Dose escalation over 80 Gy is essential for the primary treatment of prostate cancer. The limiting factor for this dose escalation can be proctitis. Tomotherapy is a safe tool to reduce the rectal dose and minimise the incidence of proctitis. The higher accuracy and precision brings further benefit by reducing the security margins around the targets. Integration of simultaneous boost with higher doses per fraction presents another treatment option (Fig. 4).
The Tomotherapy system allows delivery of a conformal dose or multiple dose levels to complex targets in the head and neck (Fig. 5). With cancers of the tongue, throat, and larynx, often all the lymph nodes must be irradiated, along with the primary tumour. This usually results in permanent damage to the salivary glands with a life-long dry mouth — xerostomia. With tomotherapy doses to radiosensitive structures (e.g. spinal and parotid glands) can be kept low.

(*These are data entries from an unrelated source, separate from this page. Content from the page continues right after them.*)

//! HTTP API router assembly.

use axum::routing::{delete, get, post};
use axum::Router;
use tower_http::cors::{Any, CorsLayer};
use tower_http::trace::TraceLayer;

use crate::handlers;
use crate::state::AppState;

/// Builds the API router with CORS and request tracing applied.
pub fn create_router(state: AppState) -> Router {
    let api = Router::new()
        .route("/health", get(handlers::get_health))
        .route("/alerts", get(handlers::list_alerts))
        .route("/slos", get(handlers::list_slos))
        .route(
            "/silences",
            get(handlers::list_silences).post(handlers::create_silence),
        )
        .route("/silences/{id}", delete(handlers::delete_silence))
        .route("/reload", post(handlers::reload_config));

    let cors = CorsLayer::new()
        .allow_origin(Any)
        .allow_methods(Any)
        .allow_headers(Any);

    Router::new()
        .nest("/api", api)
        .with_state(state)
        .layer(cors)
        .layer(TraceLayer::new_for_http())
}

#[cfg(test)]
mod tests {
    use super::*;

    use std::io::Write;
    use std::sync::Arc;

    use axum::body::Body;
    use axum::http::{Method, Request, StatusCode};
    use chrono::Utc;
    use http_body_util::BodyExt;
    use serde_json::{json, Value};
    use tempfile::NamedTempFile;
    use tower::ServiceExt;

    use vigil_config::{ConfigDocument, SharedConfig};
    use vigil_metrics::{InMemoryMetricSource, MetricSource, Sample};
    use vigil_notify::{Dispatcher, DispatcherStats, RetryPolicy};

    use crate::engine::{DispatchWorker, Engine};

    fn config_json() -> Value {
        json!({
            "slis": [{
                "name": "checkout-availability",
                "service": "checkout",
                "good_query": "checkout_ok[{{window}}]",
                "total_query": "checkout_total[{{window}}]",
                "window": "5m"
            }],
            "slos": [{
                "name": "checkout-availability-999",
                "sli": "checkout-availability",
                "target": 0.999,
                "compliance_period": "1h",
                "burn_rules": [{
                    "short_window": "5m",
                    "long_window": "10m",
                    "factor": 14.4,
                    "severity": "critical"
                }]
            }],
            "route": {
                "receiver": "team-chat",
                "group_by": ["alertname", "service"],
                "group_wait": "0s",
                "group_interval": "1m",
                "repeat_interval": "4h"
            },
            "receivers": [{
                "name": "team-chat",
                "send_resolved": true,
                "channels": [{
                    "type": "chat",
                    "webhook_url": "https://chat.example.com/hooks/T0/B0",
                    "channel": "#alerts"
                }]
            }],
            "engine": {
                "tick_interval": "30s",
                "watchdog": { "enabled": false }
            }
        })
    }

    struct Harness {
        state: AppState,
        engine: Arc<Engine>,
        source: InMemoryMetricSource,
        // Holds the queue receiver open so flushes enqueue cleanly.
        _worker: DispatchWorker,
        config_file: NamedTempFile,
    }

    fn harness_at(started_at: chrono::DateTime<Utc>) -> Harness {
        let doc_value = config_json();
        let mut config_file = NamedTempFile::new().unwrap();
        write!(config_file, "{doc_value}").unwrap();

        let document: ConfigDocument = serde_json::from_value(doc_value).unwrap();
        let config = SharedConfig::new(Arc::new(document.validate().unwrap()));

        let source = InMemoryMetricSource::new();
        let dyn_source: Arc<dyn MetricSource> = Arc::new(source.clone());
        let stats = Arc::new(DispatcherStats::new());
        let dispatcher = Dispatcher::new(RetryPolicy::default(), Arc::clone(&stats));
        let (engine, worker) = Engine::new(config.clone(), dyn_source, dispatcher, None, started_at);

        let state = AppState::new(config_file.path(), config, Arc::clone(&engine), stats);
        Harness {
            state,
            engine,
            source,
            _worker: worker,
            config_file,
        }
    }

    fn harness() -> Harness {
        harness_at(Utc::now())
    }

    fn seed_burning(source: &InMemoryMetricSource, at: chrono::DateTime<Utc>) {
        for i in 0..60 {
            let ts = at - chrono::Duration::minutes(i);
            source.record("checkout_ok", Sample::new(ts, 95.0));
            source.record("checkout_total", Sample::new(ts, 100.0));
        }
    }

    async fn request(state: &AppState, method: Method, uri: &str, body: Option<Value>) -> (StatusCode, Value) {
        let builder = Request::builder().method(method).uri(uri);
        let request = match body {
            Some(value) => builder
                .header("content-type", "application/json")
                .body(Body::from(value.to_string()))
                .unwrap(),
            None => builder.body(Body::empty()).unwrap(),
        };

        let response = create_router(state.clone()).oneshot(request).await.unwrap();
        let status = response.status();
        let bytes = response.into_body().collect().await.unwrap().to_bytes();
        let body = if bytes.is_empty() {
            Value::Null
        } else {
            serde_json::from_slice(&bytes).unwrap()
        };
        (status, body)
    }

    async fn get(state: &AppState, uri: &str) -> (StatusCode, Value) {
        request(state, Method::GET, uri, None).await
    }

    mod health_tests {
        use super::*;

        #[tokio::test]
        async fn fresh_engine_reports_ok() {
            let harness = harness();
            let (status, body) = get(&harness.state, "/api/health").await;

            assert_eq!(status, StatusCode::OK);
            assert_eq!(body["status"], "ok");
            assert_eq!(body["ticks"], 0);
            assert_eq!(body["alerts"], 0);
            assert_eq!(body["notifications"]["notifications_sent"], 0);
        }

        #[tokio::test]
        async fn stalled_engine_reports_503() {
            // Started long ago, never ticked.
            let harness = harness_at(Utc::now() - chrono::Duration::minutes(10));
            let (status, body) = get(&harness.state, "/api/health").await;

            assert_eq!(status, StatusCode::SERVICE_UNAVAILABLE);
            assert_eq!(body["status"], "stale");
        }

        #[tokio::test]
        async fn tick_brings_a_stalled_engine_back() {
            let harness = harness_at(Utc::now() - chrono::Duration::minutes(10));
            harness.engine.tick(Utc::now()).await;

            let (status, body) = get(&harness.state, "/api/health").await;
            assert_eq!(status, StatusCode::OK);
            assert_eq!(body["ticks"], 1);
        }
    }

    mod alert_tests {
        use super::*;

        #[tokio::test]
        async fn empty_store_lists_nothing() {
            let harness = harness();
            let (status, body) = get(&harness.state, "/api/alerts").await;

            assert_eq!(status, StatusCode::OK);
            assert_eq!(body, json!([]));
        }

        #[tokio::test]
        async fn burning_service_appears_with_state_filter() {
            let harness = harness();
            let now = Utc::now();
            seed_burning(&harness.source, now);
            harness.engine.tick(now).await;

            let (status, body) = get(&harness.state, "/api/alerts").await;
            assert_eq!(status, StatusCode::OK);
            assert_eq!(body.as_array().unwrap().len(), 1);
            assert_eq!(body[0]["labels"]["alertname"], "ErrorBudgetBurn");
            assert_eq!(body[0]["state"], "firing");

            let (status, firing) = get(&harness.state, "/api/alerts?state=firing").await;
            assert_eq!(status, StatusCode::OK);
            assert_eq!(firing.as_array().unwrap().len(), 1);

            let (status, resolved) = get(&harness.state, "/api/alerts?state=resolved").await;
            assert_eq!(status, StatusCode::OK);
            assert_eq!(resolved, json!([]));
        }

        #[tokio::test]
        async fn unknown_state_filter_is_rejected() {
            let harness = harness();
            let (status, body) = get(&harness.state, "/api/alerts?state=active").await;

            assert_eq!(status, StatusCode::BAD_REQUEST);
            assert_eq!(body["error"], "invalid_request");
        }
    }

    mod slo_tests {
        use super::*;

        #[tokio::test]
        async fn budgets_appear_after_the_first_tick() {
            let harness = harness();
            let (_, before) = get(&harness.state, "/api/slos").await;
            assert_eq!(before, json!([]));

            let now = Utc::now();
            seed_burning(&harness.source, now);
            harness.engine.tick(now).await;

            let (status, body) = get(&harness.state, "/api/slos").await;
            assert_eq!(status, StatusCode::OK);
            assert_eq!(body[0]["name"], "checkout-availability-999");
            assert_eq!(body[0]["service"], "checkout");
            assert!(body[0]["budget"]["remaining_ratio"].as_f64().unwrap() < 1.0);
        }
    }

    mod silence_tests {
        use super::*;

        fn silence_request() -> Value {
            json!({
                "matchers": [{"name": "service", "op": "=", "value": "checkout"}],
                "ends_at": Utc::now() + chrono::Duration::hours(2),
                "created_by": "oncall",
                "comment": "planned maintenance"
            })
        }

        #[tokio::test]
        async fn create_list_expire_round_trip() {
            let harness = harness();

            let (status, created) =
                request(&harness.state, Method::POST, "/api/silences", Some(silence_request()))
                    .await;
            assert_eq!(status, StatusCode::CREATED);
            let id = created["id"].as_str().unwrap().to_string();
            assert!(!id.is_empty());
            assert_eq!(created["created_by"], "oncall");

            let (status, listed) = get(&harness.state, "/api/silences").await;
            assert_eq!(status, StatusCode::OK);
            assert_eq!(listed.as_array().unwrap().len(), 1);

            let (status, expired) = request(
                &harness.state,
                Method::DELETE,
                &format!("/api/silences/{id}"),
                None,
            )
            .await;
            assert_eq!(status, StatusCode::OK);
            assert_eq!(expired["id"], id.as_str());

            // Expired silences stay listed until GC.
            let (_, after) = get(&harness.state, "/api/silences").await;
            assert_eq!(after.as_array().unwrap().len(), 1);
        }

        #[tokio::test]
        async fn expiring_a_missing_silence_is_404() {
            let harness = harness();
            let (status, body) = request(
                &harness.state,
                Method::DELETE,
                "/api/silences/no-such-id",
                None,
            )
            .await;

            assert_eq!(status, StatusCode::NOT_FOUND);
            assert_eq!(body["error"], "not_found");
        }

        #[tokio::test]
        async fn backwards_time_range_is_rejected() {
            let harness = harness();
            let body = json!({
                "matchers": [{"name": "service", "op": "=", "value": "checkout"}],
                "starts_at": "2025-06-01T14:00:00Z",
                "ends_at": "2025-06-01T13:00:00Z",
                "created_by": "oncall"
            });

            let (status, response) =
                request(&harness.state, Method::POST, "/api/silences", Some(body)).await;
            assert_eq!(status, StatusCode::BAD_REQUEST);
            assert_eq!(response["error"], "invalid_request");
        }
    }

    mod reload_tests {
        use super::*;

        #[tokio::test]
        async fn reload_swaps_in_the_new_document() {
            let harness = harness();
            assert_eq!(harness.state.config().current().objectives[0].target, 0.999);

            let mut updated = config_json();
            updated["slos"][0]["target"] = json!(0.995);
            std::fs::write(harness.config_file.path(), updated.to_string()).unwrap();

            let (status, body) =
                request(&harness.state, Method::POST, "/api/reload", None).await;
            assert_eq!(status, StatusCode::OK);
            assert_eq!(body["slos"], 1);
            assert_eq!(body["receivers"], 1);
            assert_eq!(harness.state.config().current().objectives[0].target, 0.995);
        }

        #[tokio::test]
        async fn invalid_document_leaves_config_active() {
            let harness = harness();

            let mut broken = config_json();
            broken["slos"][0]["sli"] = json!("no-such-sli");
            std::fs::write(harness.config_file.path(), broken.to_string()).unwrap();

            let (status, body) =
                request(&harness.state, Method::POST, "/api/reload", None).await;
            assert_eq!(status, StatusCode::BAD_REQUEST);
            assert_eq!(body["error"], "invalid_config");
            assert!(body["message"]
                .as_str()
                .unwrap()
                .contains("unknown SLI"));
            assert_eq!(harness.state.config().current().objectives[0].target, 0.999);
        }

        #[tokio::test]
        async fn unparseable_file_is_rejected() {
            let harness = harness();
            std::fs::write(harness.config_file.path(), "{ not json").unwrap();

            let (status, body) =
                request(&harness.state, Method::POST, "/api/reload", None).await;
            assert_eq!(status, StatusCode::BAD_REQUEST);
            assert_eq!(body["error"], "invalid_config");
        }
    }
}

Brain tumours: Tomotherapy can treat multiple tumours, such as brain metastases and large or complex shaped primary brain tumours. For brain metastases it is possible to treat the whole brain to a moderate dose and to escalate the dose to metastases by integration of a boost at the time. Another option is to irradiate recurrent brain metastases after previous whole brain irradiation. Tomotherapy brings substantial benefit for the treatment of the neurocranium and the neuroaxis in one treatment plan and process (Fig. 6).
Tomotherapy in a stereotactic mode can also treat lung cancer. Smaller tumours can be irradiated with hypofractionation at the same time, with low doses to the spinal cord and the lung.
Multiple targets especially multiple metastases can be irradiated simultaneously in one treatment plan.
It is important to evaluate every patient’s cancer to determine which form of radiation therapy is appropriate. 3-D-conformal radiotherapy, IMRT with step-and-shoot or dynamic leaf or stereotactic radiotherapy, are other methods of irradiation and can be beneficial for special cases.